5. The multi-channel advertising intelligent distribution control method based on deep learning according to claim 1, characterized in that, The task-specific expert network is configured with a new and old material path separation structure, specifically including: Based on the creative creation time field in the ad content sequence, a new / old creative identifier variable is constructed to determine whether the creative to which each sample belongs is a new creative. Set a predefined time threshold. When the creation time of the material is less than or equal to the current time, set the material new / old identifier variable to 1 to indicate a new material; otherwise, set it to 0 to indicate an old material. In parallel, new material expert subnetworks and old material expert subnetworks are constructed. Each subnetwork consists of two feedforward neural networks with different numbers of neurons, which receive fused feature representations and output sets of new material-specific feature representations and sets of old material-specific feature representations, respectively.
6. The multi-channel advertising intelligent distribution control method based on deep learning according to claim 1, characterized in that, The strategy scoring function, constructed based on predicted click-through rate, predicted conversion rate, and predicted budget cost, generates distribution scores for candidate ads and channel combinations, specifically including: Input the predicted click-through rate, conversion rate, and budget cost into the strategy scoring function to generate a distribution score; Based on the distribution score, and combining the ad content sequence and the channel attribute sequence, a matching combination of each ad and its corresponding available channels is constructed, and a corresponding distribution score is assigned to each combination.

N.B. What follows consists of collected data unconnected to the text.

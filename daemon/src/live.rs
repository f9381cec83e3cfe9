use pkgbuilderd_common::END_OF_LOG;
use std::collections::HashMap;
use std::sync::{Mutex, MutexGuard};
use tokio::sync::broadcast;

const CHANNEL_CAPACITY: usize = 1024;

/// Publish/subscribe channels for build output, keyed by build number.
///
/// Lines are only delivered to subscribers that are connected at the time
/// of publishing. Every stream ends with [`END_OF_LOG`].
#[derive(Debug, Default)]
pub struct LiveOutput {
    channels: Mutex<HashMap<i64, broadcast::Sender<String>>>,
}

impl LiveOutput {
    fn channels(&self) -> MutexGuard<'_, HashMap<i64, broadcast::Sender<String>>> {
        self.channels.lock().unwrap_or_else(|err| err.into_inner())
    }

    /// Create the channel of a build that is about to start.
    pub fn open(&self, bnum: i64) {
        self.channels()
            .entry(bnum)
            .or_insert_with(|| broadcast::channel(CHANNEL_CAPACITY).0);
    }

    /// Follow the output of a running build. Returns None once the build
    /// finished or if it never started, its log is in the build record.
    pub fn subscribe(&self, bnum: i64) -> Option<broadcast::Receiver<String>> {
        self.channels()
            .get(&bnum)
            .map(|tx| tx.subscribe())
    }

    pub fn publish(&self, bnum: i64, line: &str) {
        let channels = self.channels();
        if let Some(tx) = channels.get(&bnum) {
            // no subscribers is fine
            let _ = tx.send(line.to_string());
        }
    }

    /// Send the end marker and drop the channel.
    pub fn finish(&self, bnum: i64) {
        if let Some(tx) = self.channels().remove(&bnum) {
            let _ = tx.send(END_OF_LOG.to_string());
        }
    }
}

7. A deep learning-based intelligent multi-channel advertising distribution control system, executing the deep learning-based intelligent multi-channel advertising distribution control method according to any one of claims 1 to 6, characterized in that, Includes the following modules: The data acquisition and preprocessing module is used to collect multi-source advertising data and perform field standardization, time series alignment, and feature labeling. The feature vector encoding module is used to perform feature vector encoding on user behavior sequences, advertising content sequences, and channel attribute sequences respectively. The three-element gating fusion structure module is used to input user behavior feature vectors, advertising content feature vectors and channel attribute feature vectors into the three-element gating fusion structure and output the fused feature representation. The improved PLE model prediction module is used to input the fused feature representation into the improved PLE model and output the predicted values of click-through rate, conversion rate, and budget cost, respectively. The strategy scoring generation module is used to construct a strategy scoring function based on the predicted click-through rate, conversion rate, and budget cost, and generate a distribution score under multi-objective optimization. The optimization and instruction generation module is used to optimize the distribution of candidate advertisements and channel combinations based on their distribution scores, select the combination with the highest score, and generate distribution instructions.